* _Your instructions_
A verbatim copy of each record is required.

-*-*-

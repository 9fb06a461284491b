//! Property tests for graph analysis invariants.
//!
//! Graphs are generated over a small file universe so that cycles, shared
//! imports and external imports all occur often.

use deplens::graph::{DependencyGraph, GraphAnalyzer};
use proptest::prelude::*;
use std::collections::HashSet;

const UNIVERSE: usize = 8;

fn file_name(index: usize) -> String {
    format!("src/f{index}.js")
}

/// Declared files are a prefix of the universe; imports may name any file
/// in it, so higher indices act as external imports.
fn graph_strategy() -> impl Strategy<Value = DependencyGraph> {
    prop::collection::vec(prop::collection::vec(0..UNIVERSE, 0..4), 0..UNIVERSE).prop_map(
        |adjacency| {
            DependencyGraph::from_entries(adjacency.into_iter().enumerate().map(
                |(index, imports)| {
                    (
                        file_name(index),
                        imports.into_iter().map(file_name).collect::<Vec<_>>(),
                    )
                },
            ))
        },
    )
}

fn imported_by_others(graph: &DependencyGraph) -> HashSet<String> {
    graph
        .entries()
        .iter()
        .flat_map(|entry| {
            entry
                .imports
                .iter()
                .filter(move |import| **import != entry.path)
                .cloned()
        })
        .collect()
}

proptest! {
    #[test]
    fn prop_cycles_are_unique_rotations(graph in graph_strategy()) {
        let cycles = GraphAnalyzer::new(&graph).detect_cycles(None).unwrap();

        let mut seen = HashSet::new();
        for cycle in &cycles {
            let nodes = cycle.nodes();
            prop_assert!(!nodes.is_empty());
            prop_assert_eq!(nodes.iter().min(), Some(&nodes[0]));
            prop_assert!(seen.insert(nodes.to_vec()), "duplicate cycle {:?}", nodes);
        }
    }

    #[test]
    fn prop_cycles_follow_import_edges(graph in graph_strategy()) {
        let cycles = GraphAnalyzer::new(&graph).detect_cycles(None).unwrap();

        for cycle in &cycles {
            let path = cycle.closed_path();
            for pair in path.windows(2) {
                let imports = graph.imports(&pair[0]).unwrap_or_default();
                prop_assert!(imports.contains(&pair[1]), "{} does not import {}", pair[0], pair[1]);
            }

            let distinct: HashSet<&String> = cycle.nodes().iter().collect();
            prop_assert_eq!(distinct.len(), cycle.len());
        }
    }

    #[test]
    fn prop_unimported_files_are_orphans(graph in graph_strategy()) {
        let orphans = GraphAnalyzer::new(&graph).orphaned_files(&[]).unwrap();
        let imported = imported_by_others(&graph);

        for file in graph.files() {
            prop_assert_eq!(orphans.contains(file), !imported.contains(file));
        }
    }

    #[test]
    fn prop_module_filter_confines_cycles(graph in graph_strategy(), index in 0..UNIVERSE) {
        let filter = format!("f{index}");
        let analyzer = GraphAnalyzer::new(&graph);
        let filtered = analyzer.detect_cycles(Some(filter.as_str())).unwrap();

        for cycle in &filtered {
            prop_assert!(cycle.nodes().iter().all(|node| node.contains(&filter)));
        }
    }

    #[test]
    fn prop_reverse_dependencies_in_graph_order(graph in graph_strategy(), index in 0..UNIVERSE) {
        let target = file_name(index);
        let importers = GraphAnalyzer::new(&graph).reverse_dependencies(&target);

        let expected: Vec<String> = graph
            .entries()
            .iter()
            .filter(|entry| entry.imports.contains(&target))
            .map(|entry| entry.path.clone())
            .collect();
        prop_assert_eq!(importers, expected);
    }
}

-*-*-

* _Solution below_
repository 9fb06a461284491b
//! Property tests for graph analysis invariants.
//!
//! Graphs are generated over a small file universe so that cycles, shared
//! imports and external imports all occur often.

use deplens::graph::{DependencyGraph, GraphAnalyzer};
use proptest::prelude::*;
use std::collections::HashSet;

const UNIVERSE: usize = 8;

fn file_name(index: usize) -> String {
    format!("src/f{index}.js")
}

/// Declared files are a prefix of the universe; imports may name any file
/// in it, so higher indices act as external imports.
fn graph_strategy() -> impl Strategy<Value = DependencyGraph> {
    prop::collection::vec(prop::collection::vec(0..UNIVERSE, 0..4), 0..UNIVERSE).prop_map(
        |adjacency| {
            DependencyGraph::from_entries(adjacency.into_iter().enumerate().map(
                |(index, imports)| {
                    (
                        file_name(index),
                        imports.into_iter().map(file_name).collect::<Vec<_>>(),
                    )
                },
            ))
        },
    )
}

fn imported_by_others(graph: &DependencyGraph) -> HashSet<String> {
    graph
        .entries()
        .iter()
        .flat_map(|entry| {
            entry
                .imports
                .iter()
                .filter(move |import| **import != entry.path)
                .cloned()
        })
        .collect()
}

proptest! {
    #[test]
    fn prop_cycles_are_unique_rotations(graph in graph_strategy()) {
        let cycles = GraphAnalyzer::new(&graph).detect_cycles(None).unwrap();

        let mut seen = HashSet::new();
        for cycle in &cycles {
            let nodes = cycle.nodes();
            prop_assert!(!nodes.is_empty());
            prop_assert_eq!(nodes.iter().min(), Some(&nodes[0]));
            prop_assert!(seen.insert(nodes.to_vec()), "duplicate cycle {:?}", nodes);
        }
    }

    #[test]
    fn prop_cycles_follow_import_edges(graph in graph_strategy()) {
        let cycles = GraphAnalyzer::new(&graph).detect_cycles(None).unwrap();

        for cycle in &cycles {
            let path = cycle.closed_path();
            for pair in path.windows(2) {
                let imports = graph.imports(&pair[0]).unwrap_or_default();
                prop_assert!(imports.contains(&pair[1]), "{} does not import {}", pair[0], pair[1]);
            }

            let distinct: HashSet<&String> = cycle.nodes().iter().collect();
            prop_assert_eq!(distinct.len(), cycle.len());
        }
    }

    #[test]
    fn prop_unimported_files_are_orphans(graph in graph_strategy()) {
        let orphans = GraphAnalyzer::new(&graph).orphaned_files(&[]).unwrap();
        let imported = imported_by_others(&graph);

        for file in graph.files() {
            prop_assert_eq!(orphans.contains(file), !imported.contains(file));
        }
    }

    #[test]
    fn prop_module_filter_confines_cycles(graph in graph_strategy(), index in 0..UNIVERSE) {
        let filter = format!("f{index}");
        let analyzer = GraphAnalyzer::new(&graph);
        let filtered = analyzer.detect_cycles(Some(filter.as_str())).unwrap();

        for cycle in &filtered {
            prop_assert!(cycle.nodes().iter().all(|node| node.contains(&filter)));
        }
    }

    #[test]
    fn prop_reverse_dependencies_in_graph_order(graph in graph_strategy(), index in 0..UNIVERSE) {
        let target = file_name(index);
        let importers = GraphAnalyzer::new(&graph).reverse_dependencies(&target);

        let expected: Vec<String> = graph
            .entries()
            .iter()
            .filter(|entry| entry.imports.contains(&target))
            .map(|entry| entry.path.clone())
            .collect();
        prop_assert_eq!(importers, expected);
    }
}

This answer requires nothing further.